Ten-year-old Ibrahim, who comes from the port area of Mogadishu, was in a very bad way when he arrived about a month ago, weighing just 20 kilos. When he was examined, it was found that he was suffering from a disease that it is very rare here: visceral leishmaniasis, also known as black fever, which had attacked his internal organs. The boy’s immune system was weakened and his liver and spleen were greatly enlarged. “Although there are some regions in Somalia where this disease is common, it is regarded by the WHO as a neglected disease which is seen particularly in poorer people in developing countries,” explains Jacqueline Hupfer. “Here in the Banadir Hospital, we have between five and ten patients a year with the disease, so we have experience with it.”
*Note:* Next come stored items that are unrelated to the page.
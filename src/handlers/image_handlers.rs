//! HTTP handlers for image upload, listing, metadata, download and delete.
//! Request shapes are parsed here; every storage decision is delegated to
//! `ImageService`.

use crate::{
    errors::AppError,
    models::image::{ImageMetadata, TagsInput},
    services::image_service::{ImagePayload, ImageService, ImageUpload, ListImagesParams},
};
use axum::{
    Json,
    body::{Body, Bytes},
    extract::{FromRequest, Multipart, Path, Query, Request, State, rejection::QueryRejection},
    http::{HeaderMap, HeaderName, HeaderValue, StatusCode, header},
    response::{IntoResponse, Response},
};
use base64::{Engine as _, engine::general_purpose};
use serde::{Deserialize, Serialize};

const DEFAULT_FILE_CONTENT_TYPE: &str = "application/octet-stream";

/// JSON body for `POST /images`.
#[derive(Debug, Default, Deserialize)]
pub struct UploadJsonRequest {
    pub user_id: Option<String>,
    pub file_name: Option<String>,
    pub content_type: Option<String>,
    pub image_base64: Option<String>,
    pub tags: Option<TagsInput>,
    pub description: Option<String>,
}

/// Query params accepted by `GET /images`.
#[derive(Debug, Deserialize)]
pub struct ListImagesQuery {
    pub user_id: Option<String>,
    pub created_from: Option<String>,
    pub created_to: Option<String>,
    pub tag: Option<String>,
    pub content_type: Option<String>,
    pub limit: Option<String>,
    pub next_token: Option<String>,
}

#[derive(Debug, Serialize)]
pub struct UploadResponse {
    pub image_id: String,
    pub created_at: String,
}

#[derive(Debug, Serialize)]
pub struct ImageListResponse {
    pub items: Vec<ImageMetadata>,
    pub next_token: Option<String>,
}

#[derive(Debug, Serialize)]
pub struct MessageResponse {
    pub message: &'static str,
}

/// `POST /images` — JSON with base64 payload, or multipart form data.
pub async fn upload_image(
    State(service): State<ImageService>,
    request: Request,
) -> Result<impl IntoResponse, AppError> {
    let upload = if is_multipart(request.headers()) {
        let multipart = Multipart::from_request(request, &service)
            .await
            .map_err(|rej| AppError::new(rej.status(), rej.body_text()))?;
        read_multipart_upload(multipart).await?
    } else {
        let body = Bytes::from_request(request, &service)
            .await
            .map_err(|rej| AppError::new(rej.status(), rej.body_text()))?;
        read_json_upload(&body)?
    };

    let receipt = service.upload(upload).await?;
    Ok((
        StatusCode::CREATED,
        Json(UploadResponse {
            image_id: receipt.image_id,
            created_at: receipt.created_at,
        }),
    ))
}

/// `GET /images` — one page of an owner's images.
pub async fn list_images(
    State(service): State<ImageService>,
    query: Result<Query<ListImagesQuery>, QueryRejection>,
) -> Result<Json<ImageListResponse>, AppError> {
    let Query(q) = query.map_err(|rej| AppError::bad_request(rej.body_text()))?;

    let limit = match non_empty(q.limit) {
        Some(raw) => Some(
            raw.trim()
                .parse::<usize>()
                .map_err(|_| AppError::bad_request("limit must be a non-negative integer"))?,
        ),
        None => None,
    };

    let listing = service
        .list(ListImagesParams {
            owner_id: non_empty(q.user_id),
            created_from: non_empty(q.created_from),
            created_to: non_empty(q.created_to),
            tag: non_empty(q.tag),
            content_type: non_empty(q.content_type),
            limit,
            next_token: non_empty(q.next_token),
        })
        .await?;

    Ok(Json(ImageListResponse {
        items: listing.items,
        next_token: listing.next_token,
    }))
}

/// `GET /images/{image_id}` — metadata without storage location.
pub async fn get_image(
    State(service): State<ImageService>,
    Path(image_id): Path<String>,
) -> Result<Json<ImageMetadata>, AppError> {
    Ok(Json(service.get_metadata(&image_id).await?))
}

/// `GET /images/{image_id}/download` — base64 body with the stored content type.
pub async fn download_image(
    State(service): State<ImageService>,
    Path(image_id): Path<String>,
) -> Result<Response, AppError> {
    let download = service.download(&image_id).await?;
    let encoded = general_purpose::STANDARD.encode(&download.body);

    let mut response = Response::new(Body::from(encoded));
    *response.status_mut() = StatusCode::OK;

    let headers = response.headers_mut();
    headers.insert(
        header::CONTENT_TYPE,
        HeaderValue::from_str(&download.content_type)
            .unwrap_or_else(|_| HeaderValue::from_static(DEFAULT_FILE_CONTENT_TYPE)),
    );
    headers.insert(header::CONTENT_DISPOSITION, content_disposition(&download.file_name));
    headers.insert(
        HeaderName::from_static("content-transfer-encoding"),
        HeaderValue::from_static("base64"),
    );

    Ok(response)
}

/// `DELETE /images/{image_id}`
pub async fn delete_image(
    State(service): State<ImageService>,
    Path(image_id): Path<String>,
) -> Result<Json<MessageResponse>, AppError> {
    service.delete(&image_id).await?;
    Ok(Json(MessageResponse {
        message: "Image deleted",
    }))
}

fn is_multipart(headers: &HeaderMap) -> bool {
    headers
        .get(header::CONTENT_TYPE)
        .and_then(|v| v.to_str().ok())
        .is_some_and(|v| v.trim_start().to_ascii_lowercase().starts_with("multipart/form-data"))
}

fn read_json_upload(body: &[u8]) -> Result<ImageUpload, AppError> {
    let request: UploadJsonRequest = if body.iter().all(u8::is_ascii_whitespace) {
        UploadJsonRequest::default()
    } else {
        serde_json::from_slice(body)
            .map_err(|err| AppError::bad_request(format!("invalid JSON body: {}", err)))?
    };

    Ok(ImageUpload {
        owner_id: request.user_id,
        file_name: request.file_name,
        content_type: request.content_type,
        payload: non_empty(request.image_base64).map(ImagePayload::Base64),
        tags: request.tags,
        description: request.description,
    })
}

async fn read_multipart_upload(mut multipart: Multipart) -> Result<ImageUpload, AppError> {
    let mut upload = ImageUpload::default();

    while let Some(field) = multipart
        .next_field()
        .await
        .map_err(|err| AppError::new(err.status(), err.body_text()))?
    {
        let Some(name) = field.name().map(str::to_string) else {
            continue;
        };

        let file_name = field
            .file_name()
            .filter(|n| !n.is_empty())
            .map(str::to_string);
        if let Some(file_name) = file_name {
            if name != "file" {
                continue;
            }
            let content_type = field
                .content_type()
                .unwrap_or(DEFAULT_FILE_CONTENT_TYPE)
                .to_string();
            let bytes = field
                .bytes()
                .await
                .map_err(|err| AppError::new(err.status(), err.body_text()))?;
            upload.file_name = Some(file_name);
            upload.content_type = Some(content_type);
            upload.payload = Some(ImagePayload::Raw(bytes));
            continue;
        }

        let text = field
            .text()
            .await
            .map_err(|err| AppError::new(err.status(), err.body_text()))?;
        match name.as_str() {
            "user_id" => upload.owner_id = Some(text),
            "tags" => upload.tags = Some(TagsInput::Csv(text)),
            "description" => upload.description = Some(text),
            _ => {}
        }
    }

    if upload.payload.is_none() {
        return Err(AppError::bad_request("file field is required"));
    }
    Ok(upload)
}

fn content_disposition(file_name: &str) -> HeaderValue {
    let escaped = file_name.replace('\\', "\\\\").replace('"', "\\\"");
    HeaderValue::from_bytes(format!("attachment; filename=\"{}\"", escaped).as_bytes())
        .unwrap_or_else(|_| HeaderValue::from_static("attachment; filename=\"image\""))
}

fn non_empty(value: Option<String>) -> Option<String> {
    value.filter(|v| !v.is_empty())
}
Ibrahim is now being treated by the Cap Anamur doctor and the local doctor and head of paediatrics, Dr Lul. He had to receive several blood transfusions and is still so weak he can hardly stand up by himself. However, with the daily intravenous medication to combat his infection, he is slowly improving. “The medication has a lot of side effects, but luckily, the boy is tolerating it well,” says the 38-year-old doctor. “The treatment will still take some more weeks and while it continues, we’ll keep a close eye on him. A few days ago, his father wanted to take him to a traditional healer. He was probably getting impatient because he couldn’t see any improvement. With the support of Dr Lul, we managed to convince him to leave his son in the hospital with us. It was worth it: today, Ibrahim was sitting up in bed and smiling, and he even managed to get up by himself for a little while.”